(Stored data entries)
=======
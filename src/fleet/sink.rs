//! Display sinks receiving preview frames from the poll workers.

use std::collections::HashMap;
use std::sync::Mutex;
use tracing::trace;

/// A decoded preview frame from one device.
#[derive(Debug, Clone, PartialEq, Eq)]
pub struct PreviewFrame {
    /// Width in pixels
    pub width: u32,
    /// Height in pixels
    pub height: u32,
    /// Bytes per pixel
    pub channels: u8,
    /// Packed row-major pixels
    pub bytes: Vec<u8>,
}

/// Receives preview frames per device.
///
/// Rendering is the implementor's business; calls come from poll worker tasks.
pub trait FrameSink: Send + Sync {
    /// Show `frame` as the current view of `device`
    fn show(&self, device: &str, frame: PreviewFrame);

    /// `device` has no live view any more
    fn clear(&self, device: &str);
}

/// Sink that keeps the latest frame per device and logs arrivals at trace level.
#[derive(Default)]
pub struct LatestFrameSink {
    frames: Mutex<HashMap<String, PreviewFrame>>,
}

impl LatestFrameSink {
    /// Empty sink
    pub fn new() -> Self {
        Self::default()
    }

    /// Latest frame of `device`, if it has a live view
    pub fn latest(&self, device: &str) -> Option<PreviewFrame> {
        self.frames.lock().ok()?.get(device).cloned()
    }

    /// Devices with a live view
    pub fn devices(&self) -> Vec<String> {
        let mut names: Vec<String> = self
            .frames
            .lock()
            .map(|f| f.keys().cloned().collect())
            .unwrap_or_default();
        names.sort();
        names
    }
}

impl FrameSink for LatestFrameSink {
    fn show(&self, device: &str, frame: PreviewFrame) {
        trace!(device, width = frame.width, height = frame.height, "Preview frame");
        if let Ok(mut frames) = self.frames.lock() {
            frames.insert(device.to_string(), frame);
        }
    }

    fn clear(&self, device: &str) {
        if let Ok(mut frames) = self.frames.lock() {
            frames.remove(device);
        }
    }
}
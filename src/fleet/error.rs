//! Fleet client error types.

use thiserror::Error;

/// Result type alias using ClientError.
pub type Result<T> = std::result::Result<T, ClientError>;

/// Errors that can occur when talking to devices.
#[derive(Error, Debug)]
pub enum ClientError {
    /// Connection failed or was lost mid-call.
    #[error("Connection failed: {0}")]
    Connection(String),

    /// Timeout waiting for connect or for a response.
    #[error("Operation timed out: {0}")]
    Timeout(String),

    /// The device sent something that is not a valid response.
    #[error("Invalid response: {0}")]
    Decode(String),

    /// No device with this name in the roster.
    #[error("Device not found: {0}")]
    DeviceNotFound(String),

    /// The device is known but has no live connection.
    #[error("Device not connected: {0}")]
    NotConnected(String),

    /// The device answered with an error status.
    #[error("Device rejected command: {0}")]
    Rejected(String),

    /// Device address could not be parsed.
    #[error("Invalid address: {0}")]
    InvalidAddress(String),

    /// Local file I/O (e.g. saving a downloaded recording).
    #[error("I/O error: {0}")]
    Io(#[from] std::io::Error),
}

impl ClientError {
    /// Whether this error means the connection is gone and must be re-established.
    pub fn is_connection_failure(&self) -> bool {
        matches!(
            self,
            ClientError::Connection(_) | ClientError::Timeout(_) | ClientError::Decode(_)
        )
    }
}
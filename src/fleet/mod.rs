//! Fleet side: connections to many devices, reconnection, fan-out and frame polling.

pub mod address;
pub mod connection;
pub mod device;
pub mod error;
pub mod manager;
pub mod sink;

pub use address::DeviceAddress;
pub use connection::{ConnectionSettings, DeviceConnection};
pub use device::{ConnectionStatus, DeviceRecord};
pub use error::ClientError;
pub use manager::{BroadcastReport, DeviceStatus, FleetManager};
pub use sink::{FrameSink, LatestFrameSink, PreviewFrame};
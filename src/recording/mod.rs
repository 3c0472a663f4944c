//! Incident recording: the recording state machine, container writers and the store
//! serving finished files.

pub mod manager;
pub mod store;
pub mod writer;

pub use manager::{RecorderEvent, RecordingManager, RecordingSession};
pub use store::{RecordingStore, StoreError};
pub use writer::{FrameWriter, RawVideoWriterFactory, VideoWriterFactory};
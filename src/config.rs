//! Configuration System using Figment
//!
//! This module provides strongly-typed configuration loading for both sides of the
//! system: the edge device daemon and the fleet controller. Configuration is loaded from:
//! 1. a TOML file (base configuration, `config/edge_sentry.toml` by default)
//! 2. Environment variables (prefixed with `EDGE_SENTRY_`, `__` separates sections)
//!
//! Every field has a default, so an empty file yields a runnable configuration.
//!
//! # Example
//! ```no_run
//! use edge_sentry::config::SentryConfig;
//!
//! let config = SentryConfig::load()?;
//! println!("Application: {}", config.application.name);
//! # Ok::<(), edge_sentry::error::SentryError>(())
//! ```

use crate::error::{AppResult, SentryError};
use crate::logging::OutputFormat;
use figment::{
    providers::{Env, Format, Toml},
    Figment,
};
use serde::{Deserialize, Serialize};
use std::collections::BTreeMap;
use std::path::{Path, PathBuf};
use std::time::Duration;

/// Well-known port of the device command server.
pub const DEFAULT_PORT: u16 = 8888;

/// Top-level configuration
#[derive(Debug, Clone, Default, Serialize, Deserialize)]
pub struct SentryConfig {
    /// Application settings
    #[serde(default)]
    pub application: ApplicationConfig,
    /// Device daemon settings (camera, command server)
    #[serde(default)]
    pub device: DeviceConfig,
    /// Incident recording settings
    #[serde(default)]
    pub recording: RecordingConfig,
    /// Preview frames served by `get_frame`
    #[serde(default)]
    pub preview: PreviewConfig,
    /// Fleet controller settings
    #[serde(default)]
    pub fleet: FleetConfig,
}

/// Application-level configuration
#[derive(Debug, Clone, Serialize, Deserialize)]
pub struct ApplicationConfig {
    /// Application name
    #[serde(default = "default_name")]
    pub name: String,
    /// Logging level (trace, debug, info, warn, error)
    #[serde(default = "default_log_level")]
    pub log_level: String,
    /// Log line rendering (pretty, compact, json)
    #[serde(default)]
    pub log_format: OutputFormat,
}

/// Device daemon configuration
#[derive(Debug, Clone, Serialize, Deserialize)]
pub struct DeviceConfig {
    /// Address the command server binds to
    #[serde(default = "default_bind_address")]
    pub bind_address: String,
    /// Command server port
    #[serde(default = "default_port")]
    pub port: u16,
    /// Camera index handed to the frame source
    #[serde(default)]
    pub camera_id: u32,
    /// Requested capture width in pixels
    #[serde(default = "default_frame_width")]
    pub frame_width: u32,
    /// Requested capture height in pixels
    #[serde(default = "default_frame_height")]
    pub frame_height: u32,
    /// Maximum number of simultaneously served client connections
    #[serde(default = "default_max_workers")]
    pub max_workers: usize,
    /// Pause between capture cycles in milliseconds
    #[serde(default = "default_cycle_delay_ms")]
    pub cycle_delay_ms: u64,
    /// Longest request line accepted from a client, in bytes
    #[serde(default = "default_max_request_bytes")]
    pub max_request_bytes: usize,
    /// Execute `reboot`/`power_off` on the host instead of only logging them
    #[serde(default)]
    pub host_actions: bool,
}

/// Recording configuration
#[derive(Debug, Clone, Serialize, Deserialize)]
pub struct RecordingConfig {
    /// Directory receiving finished recordings
    #[serde(default = "default_save_dir")]
    pub save_dir: PathBuf,
    /// File extension of recordings (without the dot)
    #[serde(default = "default_extension")]
    pub extension: String,
    /// Seconds a recording continues after the danger condition clears
    #[serde(default = "default_linger_secs")]
    pub linger_secs: u64,
    /// Nominal frame rate written into the recording container
    #[serde(default = "default_fps")]
    pub fps: u32,
}

/// Preview frame configuration
#[derive(Debug, Clone, Serialize, Deserialize)]
pub struct PreviewConfig {
    /// Preview width in pixels
    #[serde(default = "default_preview_width")]
    pub width: u32,
    /// Preview height in pixels
    #[serde(default = "default_preview_height")]
    pub height: u32,
}

/// Fleet controller configuration
#[derive(Debug, Clone, Serialize, Deserialize)]
pub struct FleetConfig {
    /// Device roster: name -> `host` or `host:port`
    #[serde(default)]
    pub devices: BTreeMap<String, String>,
    /// Port used when a device address carries none
    #[serde(default = "default_port")]
    pub default_port: u16,
    /// Seconds between connection scans
    #[serde(default = "default_scan_interval_secs")]
    pub scan_interval_secs: u64,
    /// Connect timeout in seconds
    #[serde(default = "default_connect_timeout_secs")]
    pub connect_timeout_secs: u64,
    /// Receive timeout for one response, in seconds
    #[serde(default = "default_recv_timeout_secs")]
    pub recv_timeout_secs: u64,
    /// Interval between `get_frame` polls, in milliseconds
    #[serde(default = "default_poll_interval_ms")]
    pub poll_interval_ms: u64,
    /// Longest response line accepted from a device, in bytes
    #[serde(default = "default_max_response_bytes")]
    pub max_response_bytes: usize,
}

// Default value functions
fn default_name() -> String {
    "Edge Sentry".to_string()
}

fn default_log_level() -> String {
    "info".to_string()
}

fn default_bind_address() -> String {
    "0.0.0.0".to_string()
}

fn default_port() -> u16 {
    DEFAULT_PORT
}

fn default_frame_width() -> u32 {
    640
}

fn default_frame_height() -> u32 {
    480
}

fn default_max_workers() -> usize {
    20
}

fn default_cycle_delay_ms() -> u64 {
    10
}

fn default_max_request_bytes() -> usize {
    64 * 1024
}

fn default_save_dir() -> PathBuf {
    PathBuf::from("recordings")
}

fn default_extension() -> String {
    "mp4".to_string()
}

fn default_linger_secs() -> u64 {
    10
}

fn default_fps() -> u32 {
    15
}

fn default_preview_width() -> u32 {
    200
}

fn default_preview_height() -> u32 {
    150
}

fn default_scan_interval_secs() -> u64 {
    5
}

fn default_connect_timeout_secs() -> u64 {
    5
}

fn default_recv_timeout_secs() -> u64 {
    10
}

fn default_poll_interval_ms() -> u64 {
    100
}

fn default_max_response_bytes() -> usize {
    512 * 1024 * 1024
}

impl Default for ApplicationConfig {
    fn default() -> Self {
        Self {
            name: default_name(),
            log_level: default_log_level(),
            log_format: OutputFormat::default(),
        }
    }
}

impl Default for DeviceConfig {
    fn default() -> Self {
        Self {
            bind_address: default_bind_address(),
            port: default_port(),
            camera_id: 0,
            frame_width: default_frame_width(),
            frame_height: default_frame_height(),
            max_workers: default_max_workers(),
            cycle_delay_ms: default_cycle_delay_ms(),
            max_request_bytes: default_max_request_bytes(),
            host_actions: false,
        }
    }
}

impl Default for RecordingConfig {
    fn default() -> Self {
        Self {
            save_dir: default_save_dir(),
            extension: default_extension(),
            linger_secs: default_linger_secs(),
            fps: default_fps(),
        }
    }
}

impl Default for PreviewConfig {
    fn default() -> Self {
        Self {
            width: default_preview_width(),
            height: default_preview_height(),
        }
    }
}

impl Default for FleetConfig {
    fn default() -> Self {
        Self {
            devices: BTreeMap::new(),
            default_port: default_port(),
            scan_interval_secs: default_scan_interval_secs(),
            connect_timeout_secs: default_connect_timeout_secs(),
            recv_timeout_secs: default_recv_timeout_secs(),
            poll_interval_ms: default_poll_interval_ms(),
            max_response_bytes: default_max_response_bytes(),
        }
    }
}

impl RecordingConfig {
    /// Linger window as a `Duration`
    pub fn linger(&self) -> Duration {
        Duration::from_secs(self.linger_secs)
    }
}

impl FleetConfig {
    /// Interval between connection scans
    pub fn scan_interval(&self) -> Duration {
        Duration::from_secs(self.scan_interval_secs)
    }

    /// Bound on a single connect attempt
    pub fn connect_timeout(&self) -> Duration {
        Duration::from_secs(self.connect_timeout_secs)
    }

    /// Bound on waiting for one response line
    pub fn recv_timeout(&self) -> Duration {
        Duration::from_secs(self.recv_timeout_secs)
    }

    /// Interval between frame polls
    pub fn poll_interval(&self) -> Duration {
        Duration::from_millis(self.poll_interval_ms)
    }
}

impl SentryConfig {
    /// Load configuration from `config/edge_sentry.toml` and environment variables
    ///
    /// Environment variables override the file with prefix `EDGE_SENTRY_`.
    /// Example: `EDGE_SENTRY_APPLICATION__LOG_LEVEL=debug`
    pub fn load() -> AppResult<Self> {
        Self::load_from("config/edge_sentry.toml")
    }

    /// Load configuration from a specific file path
    pub fn load_from<P: AsRef<Path>>(path: P) -> AppResult<Self> {
        let config: SentryConfig = Figment::new()
            .merge(Toml::file(path.as_ref()))
            .merge(Env::prefixed("EDGE_SENTRY_").split("__"))
            .extract()?;
        config.validate()?;
        Ok(config)
    }

    /// Parse configuration from an in-memory TOML document (no environment overlay)
    pub fn from_toml_str(toml: &str) -> AppResult<Self> {
        let config: SentryConfig = Figment::new().merge(Toml::string(toml)).extract()?;
        config.validate()?;
        Ok(config)
    }

    /// Validate configuration after loading
    pub fn validate(&self) -> AppResult<()> {
        let valid_levels = ["trace", "debug", "info", "warn", "error"];
        if !valid_levels.contains(&self.application.log_level.to_lowercase().as_str()) {
            return Err(SentryError::Configuration(format!(
                "Invalid log_level '{}'. Must be one of: {}",
                self.application.log_level,
                valid_levels.join(", ")
            )));
        }

        if self.device.max_workers == 0 {
            return Err(SentryError::Configuration(
                "device.max_workers must be at least 1".to_string(),
            ));
        }

        if self.recording.extension.is_empty() || self.recording.extension.contains('.') {
            return Err(SentryError::Configuration(format!(
                "recording.extension '{}' must be a bare extension such as 'mp4'",
                self.recording.extension
            )));
        }

        if self.recording.fps == 0 {
            return Err(SentryError::Configuration(
                "recording.fps must be positive".to_string(),
            ));
        }

        if self.preview.width == 0 || self.preview.height == 0 {
            return Err(SentryError::Configuration(
                "preview dimensions must be non-zero".to_string(),
            ));
        }

        if self.fleet.scan_interval_secs == 0 {
            return Err(SentryError::Configuration(
                "fleet.scan_interval_secs must be positive".to_string(),
            ));
        }

        for (name, address) in &self.fleet.devices {
            if address.trim().is_empty() {
                return Err(SentryError::Configuration(format!(
                    "Device '{}' has an empty address",
                    name
                )));
            }
        }

        Ok(())
    }
}
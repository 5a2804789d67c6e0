//! The language service seam.
//!
//! Validation itself lives in an external ApiDOM language service. The
//! pipeline only talks to it through [`LanguageService`].

use anyhow::Result;
use tower_lsp::lsp_types::{TextDocumentItem, Url};

use super::diagnostic::Diagnostic;

/// Language id the ApiDOM language service dispatches on
pub const APIDOM_LANGUAGE_ID: &str = "apidom";

/// A text document handed to the language service
#[derive(Debug, Clone, PartialEq)]
pub struct TextDocument {
    pub uri: Url,
    pub language_id: String,
    pub version: i32,
    pub text: String,
}

impl TextDocument {
    pub fn create(uri: Url, language_id: &str, version: i32, text: String) -> Self {
        Self {
            uri,
            language_id: language_id.to_string(),
            version,
            text,
        }
    }

    /// An ApiDOM document at version 0
    pub fn apidom(uri: Url, text: String) -> Self {
        Self::create(uri, APIDOM_LANGUAGE_ID, 0, text)
    }
}

impl From<&TextDocument> for TextDocumentItem {
    fn from(document: &TextDocument) -> Self {
        TextDocumentItem::new(
            document.uri.clone(),
            document.language_id.clone(),
            document.version,
            document.text.clone(),
        )
    }
}

/// An external validator for API documents
#[tower_lsp::async_trait]
pub trait LanguageService: Send {
    /// Validate a document, returning diagnostics in the service's order
    async fn do_validation(&mut self, document: &TextDocument) -> Result<Vec<Diagnostic>>;

    /// Release whatever the service holds. Called once, after validation.
    async fn terminate(&mut self) -> Result<()>;
}
//! Severity counts and the one-line run summary.

use std::fmt;

use crate::validation::{Diagnostic, Severity};

/// ANSI color of the summary line
#[derive(Debug, Clone, Copy, PartialEq, Eq)]
pub enum SummaryColor {
    Error,
    Warning,
    Neutral,
}

impl SummaryColor {
    pub fn ansi(self) -> &'static str {
        match self {
            SummaryColor::Error => "\u{1b}[1;31m",
            SummaryColor::Warning => "\u{1b}[1;33m",
            SummaryColor::Neutral => "\u{1b}[1;1m",
        }
    }
}

/// Number of diagnostics in each severity bucket
#[derive(Debug, Default, Clone, Copy, PartialEq, Eq)]
pub struct SeverityCounts {
    pub errors: usize,
    pub warnings: usize,
    pub information: usize,
    pub hints: usize,
}

impl SeverityCounts {
    pub fn from_diagnostics(diagnostics: &[Diagnostic]) -> Self {
        let mut counts = Self::default();
        for diagnostic in diagnostics {
            counts.record(diagnostic.severity());
        }
        counts
    }

    pub fn record(&mut self, severity: Severity) {
        *self.bucket_mut(severity) += 1;
    }

    pub fn get(&self, severity: Severity) -> usize {
        match severity {
            Severity::Error => self.errors,
            Severity::Warning => self.warnings,
            Severity::Information => self.information,
            Severity::Hint => self.hints,
        }
    }

    fn bucket_mut(&mut self, severity: Severity) -> &mut usize {
        match severity {
            Severity::Error => &mut self.errors,
            Severity::Warning => &mut self.warnings,
            Severity::Information => &mut self.information,
            Severity::Hint => &mut self.hints,
        }
    }

    /// Errors and warnings; information and hints are not problems
    pub fn problems(&self) -> usize {
        self.errors + self.warnings
    }

    pub fn total(&self) -> usize {
        self.errors + self.warnings + self.information + self.hints
    }

    pub fn color(&self) -> SummaryColor {
        if self.errors > 0 {
            SummaryColor::Error
        } else if self.warnings > 0 {
            SummaryColor::Warning
        } else {
            SummaryColor::Neutral
        }
    }

    /// Summary prefixed with its highlight color
    pub fn summary_line(&self) -> String {
        format!("{}{}", self.color().ansi(), self)
    }
}

impl fmt::Display for SeverityCounts {
    fn fmt(&self, f: &mut fmt::Formatter<'_>) -> fmt::Result {
        write!(
            f,
            "{} problems ({} error, {} warnings, {} information, {} hints)",
            self.problems(),
            self.errors,
            self.warnings,
            self.information,
            self.hints
        )
    }
}

#[cfg(test)]
mod tests {
    use super::*;
    use tower_lsp::lsp_types::Range;

    fn with_severities(severities: &[Option<i32>]) -> Vec<Diagnostic> {
        severities
            .iter()
            .map(|&s| Diagnostic::new(Range::default(), s, None, "finding"))
            .collect()
    }

    #[test]
    fn empty_run_is_neutral() {
        let counts = SeverityCounts::from_diagnostics(&[]);
        assert_eq!(counts.total(), 0);
        assert_eq!(counts.color(), SummaryColor::Neutral);
        assert_eq!(
            counts.summary_line(),
            "\u{1b}[1;1m0 problems (0 error, 0 warnings, 0 information, 0 hints)"
        );
    }

    #[test]
    fn buckets_every_diagnostic_exactly_once() {
        let diagnostics = with_severities(&[Some(1), Some(2), Some(2), Some(3), Some(4), Some(7), None]);
        let counts = SeverityCounts::from_diagnostics(&diagnostics);

        assert_eq!(
            counts,
            SeverityCounts {
                errors: 1,
                warnings: 2,
                information: 1,
                hints: 3,
            }
        );
        assert_eq!(counts.total(), diagnostics.len());
        assert_eq!(
            counts.to_string(),
            "3 problems (1 error, 2 warnings, 1 information, 3 hints)"
        );
    }

    #[test]
    fn errors_take_color_priority_over_warnings() {
        let counts = SeverityCounts::from_diagnostics(&with_severities(&[Some(2), Some(1)]));
        assert_eq!(counts.color(), SummaryColor::Error);
        assert!(counts.summary_line().starts_with("\u{1b}[1;31m"));
    }

    #[test]
    fn warnings_color_without_errors() {
        let counts = SeverityCounts::from_diagnostics(&with_severities(&[Some(3), Some(2)]));
        assert_eq!(counts.color(), SummaryColor::Warning);
    }

    #[test]
    fn information_and_hints_stay_neutral() {
        let counts = SeverityCounts::from_diagnostics(&with_severities(&[Some(3), Some(4)]));
        assert_eq!(counts.color(), SummaryColor::Neutral);
        assert_eq!(counts.problems(), 0);
    }
}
=======
### What to produce
After reading the records above, say how many lines hold the string "trace", using only a number.

### Written solution
5